Dr. Pierson's Response: 

They are two sides of the same coin, so to speak. Word retrieval and/or naming is how we describe the challenges that students with dyslexia, language disorder, learning disorder can evidence when speaking. (These challenges can also affect writing. Individuals can have difficulty effectively accessing a specific word from their lexicon that they have stored in memory. We all have word retrieval/naming problems at some time. You've probably experienced not being able to come up with a word or name at one time or another. An individual with particular word retrieval challenges may use a lot of fillers (“um, er, uh”) and non-specific words such as “thing”or “it” when trying to communicate a thought. He may have to repeatedly revise what he is trying to say before getting to the point. This can be very frustrating if it happens frequently.

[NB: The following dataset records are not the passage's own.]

//! Join-collection maintenance and relation-aware query rewriting.

use futures_util::future::{BoxFuture, FutureExt};
use serde_json::{json, Value};

use crate::error::{DbError, ErrorCode};
use crate::ops::UpdateOp;
use crate::schema::defaults::join_table_name;
use crate::schema::{FieldType, Schema};
use crate::storage::QueryOptions;
use crate::{Document, Query};

use super::transform::{add_in_object_ids_ids, add_not_in_object_ids_ids};
use super::DatabaseController;

/// Removes relation operators from a write payload.
///
/// # Returns
/// `(key, operator)` pairs in payload order.
pub(crate) fn collect_relation_updates(update: &mut Document) -> Result<Vec<(String, UpdateOp)>, DbError> {
    let mut collected = Vec::new();
    for (key, value) in update.iter() {
        if let Some(op) = UpdateOp::parse(value)? {
            if op.is_relation_op() {
                collected.push((key.clone(), op));
            }
        }
    }
    for (key, _) in &collected {
        update.remove(key);
    }
    Ok(collected)
}

/// Resolves the object that owns relation writes for many and upsert updates.
///
/// Accepts an `objectId` on the payload, or a plain or `$eq` `objectId`
/// constraint on the query.
pub(crate) fn relation_owner_id(update: &Document, query: &Query) -> Result<String, DbError> {
    let from_query = query.get("objectId").and_then(|constraint| match constraint {
        Value::String(id) => Some(id.as_str()),
        Value::Object(map) => map.get("$eq").and_then(Value::as_str),
        _ => None,
    });
    update
        .get("objectId")
        .and_then(Value::as_str)
        .or(from_query)
        .map(str::to_string)
        .ok_or_else(|| {
            DbError::new(
                ErrorCode::MissingObjectId,
                "relation updates need a single objectId",
            )
        })
}

/// One relation constraint resolved against a join collection.
struct RelationConstraint {
    negated: bool,
    related_ids: Vec<String>,
}

fn pointer_id(value: &Value) -> Option<String> {
    value.get("objectId").and_then(Value::as_str).map(str::to_string)
}

fn relation_constraints(constraint: &Value) -> Vec<RelationConstraint> {
    let Some(map) = constraint.as_object() else {
        return vec![RelationConstraint {
            negated: false,
            related_ids: Vec::new(),
        }];
    };
    let recognized = map.contains_key("$in")
        || map.contains_key("$nin")
        || map.contains_key("$ne")
        || map.get("__type").and_then(Value::as_str) == Some("Pointer");
    if !recognized {
        return vec![RelationConstraint {
            negated: false,
            related_ids: Vec::new(),
        }];
    }

    let ids_of = |value: &Value| -> Vec<String> {
        value
            .as_array()
            .map(|items| items.iter().filter_map(pointer_id).collect())
            .unwrap_or_default()
    };
    map.iter()
        .filter_map(|(key, value)| match key.as_str() {
            "objectId" => value.as_str().map(|id| RelationConstraint {
                negated: false,
                related_ids: vec![id.to_string()],
            }),
            "$in" => Some(RelationConstraint {
                negated: false,
                related_ids: ids_of(value),
            }),
            "$nin" => Some(RelationConstraint {
                negated: true,
                related_ids: ids_of(value),
            }),
            "$ne" => Some(RelationConstraint {
                negated: true,
                related_ids: pointer_id(value).into_iter().collect(),
            }),
            _ => None,
        })
        .collect()
}

impl DatabaseController {
    /// Adds one row to the join collection of `from_class_name.key`.
    pub async fn add_relation(
        &self,
        key: &str,
        from_class_name: &str,
        from_id: &str,
        to_id: &str,
    ) -> Result<(), DbError> {
        let join_table = join_table_name(key, from_class_name);
        let row = json!({"relatedId": to_id, "owningId": from_id});
        let Value::Object(row) = row else {
            return Err(DbError::internal("relation row must be an object"));
        };
        self.adapter
            .upsert_one_object(&join_table, &Schema::join_table(&join_table), &row, &row)
            .await
    }

    /// Removes one join row. Removing a missing row is not an error.
    pub async fn remove_relation(
        &self,
        key: &str,
        from_class_name: &str,
        from_id: &str,
        to_id: &str,
    ) -> Result<(), DbError> {
        let join_table = join_table_name(key, from_class_name);
        let row = json!({"relatedId": to_id, "owningId": from_id});
        let Value::Object(row) = row else {
            return Err(DbError::internal("relation row must be an object"));
        };
        match self
            .adapter
            .delete_objects_by_query(&join_table, &Schema::join_table(&join_table), &row)
            .await
        {
            Ok(_) => Ok(()),
            Err(e) if e.is(ErrorCode::ObjectNotFound) => Ok(()),
            Err(e) => Err(e),
        }
    }

    /// Ids of the objects related to `owning_id` through `class_name.key`.
    pub async fn related_ids(
        &self,
        class_name: &str,
        key: &str,
        owning_id: &str,
    ) -> Result<Vec<String>, DbError> {
        let mut query = Query::new();
        query.insert("owningId".to_string(), json!(owning_id));
        self.join_column(class_name, key, &query, "relatedId").await
    }

    /// Ids of the owners of any of `related_ids` through `class_name.key`.
    pub async fn owning_ids(
        &self,
        class_name: &str,
        key: &str,
        related_ids: &[String],
    ) -> Result<Vec<String>, DbError> {
        let mut query = Query::new();
        query.insert("relatedId".to_string(), json!({"$in": related_ids}));
        self.join_column(class_name, key, &query, "owningId").await
    }

    async fn join_column(
        &self,
        class_name: &str,
        key: &str,
        query: &Query,
        column: &str,
    ) -> Result<Vec<String>, DbError> {
        let join_table = join_table_name(key, class_name);
        let options = QueryOptions {
            keys: Some(vec![column.to_string()]),
            ..Default::default()
        };
        let rows = self
            .adapter
            .find(&join_table, &Schema::join_table(&join_table), query, &options)
            .await?;
        Ok(rows
            .iter()
            .filter_map(|row| row.get(column).and_then(Value::as_str))
            .map(str::to_string)
            .collect())
    }

    /// Writes join rows for collected relation operators.
    pub(crate) async fn handle_relation_updates(
        &self,
        class_name: &str,
        object_id: &str,
        updates: &[(String, UpdateOp)],
    ) -> Result<(), DbError> {
        for (key, op) in updates {
            let (added, removed) = op.relation_targets();
            for id in &added {
                self.add_relation(key, class_name, object_id, id).await?;
            }
            for id in &removed {
                self.remove_relation(key, class_name, object_id, id).await?;
            }
        }
        Ok(())
    }

    /// Resolves `$relatedTo` constraints into `objectId` sets, descending into `$or`/`$and`.
    pub fn reduce_relation_keys<'a>(
        &'a self,
        class_name: &'a str,
        query: Query,
    ) -> BoxFuture<'a, Result<Query, DbError>> {
        async move {
            let mut query = query;
            for logical in ["$or", "$and"] {
                if let Some(Value::Array(branches)) = query.remove(logical) {
                    let mut reduced = Vec::with_capacity(branches.len());
                    for branch in branches {
                        match branch {
                            Value::Object(sub) => {
                                reduced.push(Value::Object(self.reduce_relation_keys(class_name, sub).await?))
                            }
                            other => reduced.push(other),
                        }
                    }
                    query.insert(logical.to_string(), Value::Array(reduced));
                }
            }

            let Some(related_to) = query.remove("$relatedTo") else {
                return Ok(query);
            };
            let object = related_to.get("object");
            let owner_class = object.and_then(|o| o.get("className")).and_then(Value::as_str);
            let owner_id = object.and_then(|o| o.get("objectId")).and_then(Value::as_str);
            let key = related_to.get("key").and_then(Value::as_str);
            let (Some(owner_class), Some(owner_id), Some(key)) = (owner_class, owner_id, key) else {
                return Err(DbError::invalid_query("bad $relatedTo"));
            };
            let ids = self.related_ids(owner_class, key, owner_id).await?;
            let query = add_in_object_ids_ids(Some(&ids), &query);
            self.reduce_relation_keys(class_name, query).await
        }
        .boxed()
    }

    /// Resolves constraints on relation-typed keys into `objectId` sets.
    ///
    /// Multiple constraints on one key are intersected. A value on a
    /// relation key that is not `$in`/`$nin`/`$ne`/pointer matches nothing.
    pub fn reduce_in_relation<'a>(
        &'a self,
        class_name: &'a str,
        query: Query,
    ) -> BoxFuture<'a, Result<Query, DbError>> {
        async move {
            let mut query = query;
            for logical in ["$or", "$and"] {
                if let Some(Value::Array(branches)) = query.remove(logical) {
                    let mut reduced = Vec::with_capacity(branches.len());
                    for branch in branches {
                        match branch {
                            Value::Object(sub) => {
                                reduced.push(Value::Object(self.reduce_in_relation(class_name, sub).await?))
                            }
                            other => reduced.push(other),
                        }
                    }
                    query.insert(logical.to_string(), Value::Array(reduced));
                }
            }

            let relation_keys: Vec<String> = query
                .keys()
                .filter(|key| {
                    matches!(
                        self.schema.get_expected_type(class_name, key),
                        Some(FieldType::Relation { .. })
                    )
                })
                .cloned()
                .collect();

            for key in relation_keys {
                let Some(constraint) = query.remove(&key) else {
                    continue;
                };
                for resolved in relation_constraints(&constraint) {
                    let ids = self.owning_ids(class_name, &key, &resolved.related_ids).await?;
                    query = if resolved.negated {
                        add_not_in_object_ids_ids(&ids, &query)
                    } else {
                        add_in_object_ids_ids(Some(&ids), &query)
                    };
                }
            }
            Ok(query)
        }
        .boxed()
    }
}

Rapid automatic naming (RAN), which can be one of the factors in reading disorder, similarly requires one to access words (letters or sounds) in storage. We test RAN by having the individual name pictured objects, letters, or numbers as quickly (and as accurately) as they can. Naming speed has been associated with a variety of reading skills, and in particular, it has been found to be closely related to sight word recognition, reading rate, and orthographic skill (i.e., understanding and facility with letter patterns and spelling rules). Individuals with dyslexia who have RAN challenges tend to be slower at decoding and spelling, even after their phonemic awareness and letter-sound knowledge skills improve. It is particularly important that these individuals receive an accommodation that includes additional time, for example, when responding to questions in class, writing a response, spelling a word, or taking tests.